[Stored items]
==========

use crate::error::{Error, Result};

/// Canonicalizes an externally supplied secret path: trims, collapses
/// repeated slashes, and guarantees a single leading `/`.
pub fn normalize_path(path: &str) -> Result<String> {
    let path = path.trim();

    if path.is_empty() {
        return Err(Error::BadRequest("Path cannot be empty".to_string()));
    }

    let segments: Vec<&str> = path
        .trim_matches('/')
        .split('/')
        .filter(|s| !s.is_empty())
        .collect();

    if segments.is_empty() {
        return Err(Error::BadRequest("Path cannot be empty".to_string()));
    }

    for segment in &segments {
        validate_segment(segment)?;
    }

    Ok(format!("/{}", segments.join("/")))
}

fn validate_segment(segment: &str) -> Result<()> {
    if segment.is_empty() {
        return Err(Error::BadRequest(
            "Path segment cannot be empty".to_string(),
        ));
    }

    if segment.len() > 255 {
        return Err(Error::BadRequest(
            "Path segment cannot exceed 255 characters".to_string(),
        ));
    }

    const INVALID_CHARS: &[char] = &['\0', '\n', '\r', '/'];
    if segment.chars().any(|c| INVALID_CHARS.contains(&c)) {
        return Err(Error::BadRequest(
            "Path segment contains invalid characters".to_string(),
        ));
    }

    Ok(())
}

/// Builds scoped secret paths:
/// `/organizations/{org}[/teams/{team}[/users/{user}]][/...]/{secret}`.
#[derive(Debug, Clone)]
pub struct SecretPath {
    segments: Vec<String>,
}

impl SecretPath {
    pub fn organization(org_id: &str) -> Result<Self> {
        validate_segment(org_id)?;
        Ok(Self {
            segments: vec!["organizations".to_string(), org_id.to_string()],
        })
    }

    /// Organization scope, narrowed to a team when one is given.
    pub fn scope(org_id: &str, team_id: Option<&str>) -> Result<Self> {
        let path = Self::organization(org_id)?;
        match team_id {
            Some(team_id) => path.team(team_id),
            None => Ok(path),
        }
    }

    pub fn team(self, team_id: &str) -> Result<Self> {
        self.push("teams")?.push(team_id)
    }

    pub fn user(self, user_id: &str) -> Result<Self> {
        self.push("users")?.push(user_id)
    }

    pub fn mcp(self) -> Result<Self> {
        self.push("mcp")
    }

    pub fn custom_provider(self, provider_id: &str) -> Result<Self> {
        self.push("custom_providers")?.push(provider_id)
    }

    /// Full path of the secret named `name` in this scope.
    pub fn secret(self, name: &str) -> Result<String> {
        let path = self.push(name)?;
        Ok(format!("/{}", path.segments.join("/")))
    }

    fn push(mut self, segment: &str) -> Result<Self> {
        validate_segment(segment)?;
        self.segments.push(segment.to_string());
        Ok(self)
    }
}

#[cfg(test)]
mod tests {
    use super::*;

    #[test]
    fn test_normalize_path_basic() {
        assert_eq!(normalize_path("organizations").unwrap(), "/organizations");
        assert_eq!(normalize_path("/organizations").unwrap(), "/organizations");
        assert_eq!(normalize_path("organizations/").unwrap(), "/organizations");
    }

    #[test]
    fn test_normalize_path_collapses_slashes() {
        assert_eq!(
            normalize_path("//organizations//o1//openai_api_key").unwrap(),
            "/organizations/o1/openai_api_key"
        );
    }

    #[test]
    fn test_normalize_path_empty_error() {
        assert!(normalize_path("").is_err());
        assert!(normalize_path("/").is_err());
        assert!(normalize_path("//").is_err());
    }

    #[test]
    fn test_org_and_team_paths() {
        assert_eq!(
            SecretPath::organization("o1")
                .unwrap()
                .secret("anthropic_api_key")
                .unwrap(),
            "/organizations/o1/anthropic_api_key"
        );
        assert_eq!(
            SecretPath::scope("o1", Some("t1"))
                .unwrap()
                .secret("anthropic_api_key")
                .unwrap(),
            "/organizations/o1/teams/t1/anthropic_api_key"
        );
    }

    #[test]
    fn test_user_mcp_path() {
        let path = SecretPath::organization("o1")
            .and_then(|p| p.team("t1"))
            .and_then(|p| p.user("u1"))
            .and_then(SecretPath::mcp)
            .and_then(|p| p.secret("mcp_server_s1"))
            .unwrap();
        assert_eq!(path, "/organizations/o1/teams/t1/users/u1/mcp/mcp_server_s1");
    }

    #[test]
    fn test_segment_with_slash_rejected() {
        assert!(SecretPath::organization("o1/../o2").is_err());
        assert!(SecretPath::scope("o1", Some("")).is_err());
        assert!(
            SecretPath::organization("o1")
                .unwrap()
                .secret("bad\nname")
                .is_err()
        );
    }
}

==========

_INSTRUCTIONS FOR THE TASK_
Every line above in which the word "push" is present must be copied into the answer.

_ANSWER SPACE_
        self.push("teams")?.push(team_id)
        self.push("users")?.push(user_id)
        self.push("mcp")
        self.push("custom_providers")?.push(provider_id)
        let path = self.push(name)?;
    fn push(mut self, segment: &str) -> Result<Self> {
        self.segments.push(segment.to_string());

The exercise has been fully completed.